Timing the entry in each of the asset classes is an impossible task. So, investors must have an asset allocation in place.
Change is the only constant and if you add consistency to the constant, you have a winner in hand. Over the years, the options for investors to choose the investment instruments have only multiplied. From simple fixed income instruments to mutual funds to derivatives to crypto currencies, one is spoilt for choices and this multiplicity of choice does confuse investors.
Price of asset classes
What we have observed over the years is that the price of the asset classes moves in cycles. At a certain time you have commodity prices on the rise, at other times we have the gold prices surging and at other times, oil prices are on the boil. Bond and equity prices have their cycles. Timing the entry in each of the asset classes is an impossible task. So, investors must have an asset allocation in place.
Let us consider the equity markets, which have been on a roll. Since March last year, when equity prices went south as if there was no tomorrow, the quick u-turn over the next quarters have seen investors’ wealth soar. Well, that’s not for all. There are many who have not seen the same story for their investments.
One of the most important things for all investors is to take cognisance , besides the investment return , is the cash flow needs. Besides return, you should also be able to use the money when you need it the most. The returns today reflected in the portfolio are all paper returns. And as a prudent investor, one should not go overboard and gloat. At the same time, have an asset allocation in place at all times.
Equity gains momentum
Over the past 18 months, the acceptance of equity as an asset class has slowly gained momentum. This is a good beginning in the financialisation of the ecosystem among the investors in India. In all of this cacophony, how can an all-weather portfolio be constructed with stocks not being revisited frequently? This does not mean a buy and hold forever method.

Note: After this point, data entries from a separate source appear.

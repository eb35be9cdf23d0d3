//! In-memory vector store using cosine similarity.
//!
//! [`InMemoryVectorStore`] keeps collections in a `HashMap` behind a
//! `tokio::sync::RwLock`. Nothing is persisted; it backs tests and
//! throwaway sessions.

use std::collections::HashMap;

use async_trait::async_trait;
use tokio::sync::RwLock;

use crate::document::{Chunk, SearchResult};
use crate::error::{RagError, Result};
use crate::vectorstore::{VectorStore, rank};

const BACKEND: &str = "InMemory";

/// An in-memory vector store using cosine similarity for search.
///
/// Collections are stored as nested `HashMap`s: collection name → chunk ID → chunk.
#[derive(Debug, Default)]
pub struct InMemoryVectorStore {
    collections: RwLock<HashMap<String, HashMap<String, Chunk>>>,
}

impl InMemoryVectorStore {
    /// Create a new empty in-memory vector store.
    pub fn new() -> Self {
        Self::default()
    }
}

fn missing(collection: &str) -> RagError {
    RagError::store(BACKEND, format!("collection '{collection}' does not exist"))
}

#[async_trait]
impl VectorStore for InMemoryVectorStore {
    async fn create_collection(&self, name: &str, _dimensions: usize) -> Result<()> {
        let mut collections = self.collections.write().await;
        collections.entry(name.to_string()).or_default();
        Ok(())
    }

    async fn delete_collection(&self, name: &str) -> Result<()> {
        let mut collections = self.collections.write().await;
        collections.remove(name);
        Ok(())
    }

    async fn upsert(&self, collection: &str, chunks: &[Chunk]) -> Result<()> {
        let mut collections = self.collections.write().await;
        let store = collections.get_mut(collection).ok_or_else(|| missing(collection))?;
        for chunk in chunks {
            store.insert(chunk.id.clone(), chunk.clone());
        }
        Ok(())
    }

    async fn delete(&self, collection: &str, ids: &[&str]) -> Result<()> {
        let mut collections = self.collections.write().await;
        let store = collections.get_mut(collection).ok_or_else(|| missing(collection))?;
        for id in ids {
            store.remove(*id);
        }
        Ok(())
    }

    async fn search(
        &self,
        collection: &str,
        embedding: &[f32],
        top_k: usize,
    ) -> Result<Vec<SearchResult>> {
        let collections = self.collections.read().await;
        let store = collections.get(collection).ok_or_else(|| missing(collection))?;
        Ok(rank(store.values(), embedding, top_k))
    }

    async fn count(&self, collection: &str) -> Result<usize> {
        let collections = self.collections.read().await;
        collections.get(collection).map(HashMap::len).ok_or_else(|| missing(collection))
    }
}
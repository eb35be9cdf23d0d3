//! Embedding provider for OpenAI-compatible `/embeddings` endpoints.
//!
//! Works against OpenAI itself and against self-hosted servers that speak
//! the same protocol (Hugging Face text-embeddings-inference, Ollama, vLLM).
//! The defaults target a text-embeddings-inference server hosting
//! `BAAI/bge-large-en`, the model the medical corpus was embedded with.
//!
//! This module is only available when the `openai` feature is enabled.

use async_trait::async_trait;
use serde::{Deserialize, Serialize};
use tracing::{debug, error, instrument};

use crate::embedding::EmbeddingProvider;
use crate::error::{RagError, Result};

/// Base URL of a locally hosted text-embeddings-inference server.
pub const DEFAULT_BASE_URL: &str = "http://localhost:8080/v1";

/// The model the reference corpus is embedded with.
pub const DEFAULT_MODEL: &str = "BAAI/bge-large-en";

/// Output size of `BAAI/bge-large-en`.
pub const DEFAULT_DIMENSIONS: usize = 1024;

/// Retrieval prefix expected by English BGE models on the query side.
pub const BGE_QUERY_INSTRUCTION: &str = "Represent this sentence for searching relevant passages: ";

const PROVIDER: &str = "OpenAI-compatible";

/// An [`EmbeddingProvider`] backed by an OpenAI-compatible embeddings API.
///
/// # Example
///
/// ```rust,ignore
/// use medgpt_rag::openai::OpenAIEmbeddingProvider;
///
/// let provider = OpenAIEmbeddingProvider::new()
///     .with_base_url("https://api.openai.com/v1")
///     .with_api_key("sk-...")
///     .with_model("text-embedding-3-small")
///     .with_dimensions(1536)
///     .without_query_instruction();
/// let embedding = provider.embed_query("hello world").await?;
/// ```
#[derive(Debug, Clone)]
pub struct OpenAIEmbeddingProvider {
    client: reqwest::Client,
    base_url: String,
    api_key: Option<String>,
    model: String,
    dimensions: usize,
    /// If set, passed to the API for Matryoshka dimension truncation.
    request_dimensions: Option<usize>,
    query_instruction: Option<String>,
}

impl Default for OpenAIEmbeddingProvider {
    fn default() -> Self {
        Self::new()
    }
}

impl OpenAIEmbeddingProvider {
    /// Create a provider with the BGE defaults and no API key.
    pub fn new() -> Self {
        Self {
            client: reqwest::Client::new(),
            base_url: DEFAULT_BASE_URL.to_string(),
            api_key: None,
            model: DEFAULT_MODEL.to_string(),
            dimensions: DEFAULT_DIMENSIONS,
            request_dimensions: None,
            query_instruction: Some(BGE_QUERY_INSTRUCTION.to_string()),
        }
    }

    /// Set the API base URL (without the trailing `/embeddings`).
    pub fn with_base_url(mut self, base_url: impl Into<String>) -> Self {
        self.base_url = base_url.into().trim_end_matches('/').to_string();
        self
    }

    /// Send `key` as a bearer token. Empty keys are ignored.
    pub fn with_api_key(mut self, key: impl Into<String>) -> Self {
        let key = key.into();
        self.api_key = if key.trim().is_empty() { None } else { Some(key) };
        self
    }

    /// Set the model name.
    pub fn with_model(mut self, model: impl Into<String>) -> Self {
        self.model = model.into();
        self
    }

    /// Declare the model's output size without asking the server to truncate.
    pub fn with_native_dimensions(mut self, dims: usize) -> Self {
        self.dimensions = dims;
        self.request_dimensions = None;
        self
    }

    /// Ask the server to truncate embeddings to `dims` (Matryoshka models).
    pub fn with_dimensions(mut self, dims: usize) -> Self {
        self.dimensions = dims;
        self.request_dimensions = Some(dims);
        self
    }

    /// Prefix queries with `instruction` before embedding them.
    pub fn with_query_instruction(mut self, instruction: impl Into<String>) -> Self {
        self.query_instruction = Some(instruction.into());
        self
    }

    /// Embed queries exactly like documents.
    pub fn without_query_instruction(mut self) -> Self {
        self.query_instruction = None;
        self
    }

    pub fn model(&self) -> &str {
        &self.model
    }

    fn endpoint(&self) -> String {
        format!("{}/embeddings", self.base_url)
    }
}

// ── API request/response types ─────────────────────────────────────

#[derive(Serialize)]
struct EmbeddingRequest<'a> {
    model: &'a str,
    input: Vec<&'a str>,
    #[serde(skip_serializing_if = "Option::is_none")]
    dimensions: Option<usize>,
}

#[derive(Deserialize)]
struct EmbeddingResponse {
    data: Vec<EmbeddingData>,
}

#[derive(Deserialize)]
struct EmbeddingData {
    #[serde(default)]
    index: Option<usize>,
    embedding: Vec<f32>,
}

#[derive(Deserialize)]
struct ErrorResponse {
    error: ErrorDetail,
}

#[derive(Deserialize)]
struct ErrorDetail {
    message: String,
}

fn embedding_error(message: impl Into<String>) -> RagError {
    RagError::EmbeddingError { provider: PROVIDER.into(), message: message.into() }
}

// ── EmbeddingProvider implementation ───────────────────────────────

#[async_trait]
impl EmbeddingProvider for OpenAIEmbeddingProvider {
    async fn embed(&self, text: &str) -> Result<Vec<f32>> {
        debug!(provider = PROVIDER, text_len = text.len(), "embedding single text");

        let results = self.embed_batch(&[text]).await?;
        results.into_iter().next().ok_or_else(|| embedding_error("API returned empty response"))
    }

    #[instrument(skip_all, fields(batch_size = texts.len(), model = %self.model))]
    async fn embed_batch(&self, texts: &[&str]) -> Result<Vec<Vec<f32>>> {
        if texts.is_empty() {
            return Ok(Vec::new());
        }

        let request_body = EmbeddingRequest {
            model: &self.model,
            input: texts.to_vec(),
            dimensions: self.request_dimensions,
        };

        let mut request = self.client.post(self.endpoint()).json(&request_body);
        if let Some(key) = &self.api_key {
            request = request.bearer_auth(key);
        }

        let response = request.send().await.map_err(|e| {
            error!(provider = PROVIDER, error = %e, "request failed");
            embedding_error(format!("request failed: {e}"))
        })?;

        if !response.status().is_success() {
            let status = response.status();
            let body = response.text().await.unwrap_or_default();
            let detail = serde_json::from_str::<ErrorResponse>(&body)
                .map(|e| e.error.message)
                .unwrap_or(body);

            error!(provider = PROVIDER, %status, "API error");
            return Err(embedding_error(format!("API returned {status}: {detail}")));
        }

        let embedding_response: EmbeddingResponse = response.json().await.map_err(|e| {
            error!(provider = PROVIDER, error = %e, "failed to parse response");
            embedding_error(format!("failed to parse response: {e}"))
        })?;

        if embedding_response.data.len() != texts.len() {
            return Err(embedding_error(format!(
                "expected {} embeddings, got {}",
                texts.len(),
                embedding_response.data.len()
            )));
        }

        let mut data = embedding_response.data;
        if data.iter().all(|d| d.index.is_some()) {
            data.sort_by_key(|d| d.index);
        }
        Ok(data.into_iter().map(|d| d.embedding).collect())
    }

    async fn embed_query(&self, query: &str) -> Result<Vec<f32>> {
        match &self.query_instruction {
            Some(instruction) => self.embed(&format!("{instruction}{query}")).await,
            None => self.embed(query).await,
        }
    }

    fn dimensions(&self) -> usize {
        self.dimensions
    }
}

Portfolio construction is the key and timing the market is not the option, but time in the market. Keep your eyes and ears open and you too can construct a portfolio. Look around and see what are the various items you use everyday. Choose one or two companies from each sector, look at how they have performed over multiple periods of times ( it can be over 10 years also and in case of new-age companies in sectors like platforms, one needs to look at the current growth and financials, as always).
Go for stock SIPs
With this as the background, we can construct a portfolio not exceeding 10 stocks, in the top 200 stocks of the indices. You need to have a process in place, to ensure that you do not frequently trade or swap stocks based on the cycles in the ecosystem. You will be pleasantly surprised to have a look at the findings and the portfolio value.
Over every period of time, you will observe that more often than not, the portfolio returns would have beaten the benchmark indices. As an investor, we tend to overestimate the returns over a short period of time and underestimate the returns over longer periods of time. This story has been repeated time and again in the history of investing and history has typically a habit of repeating.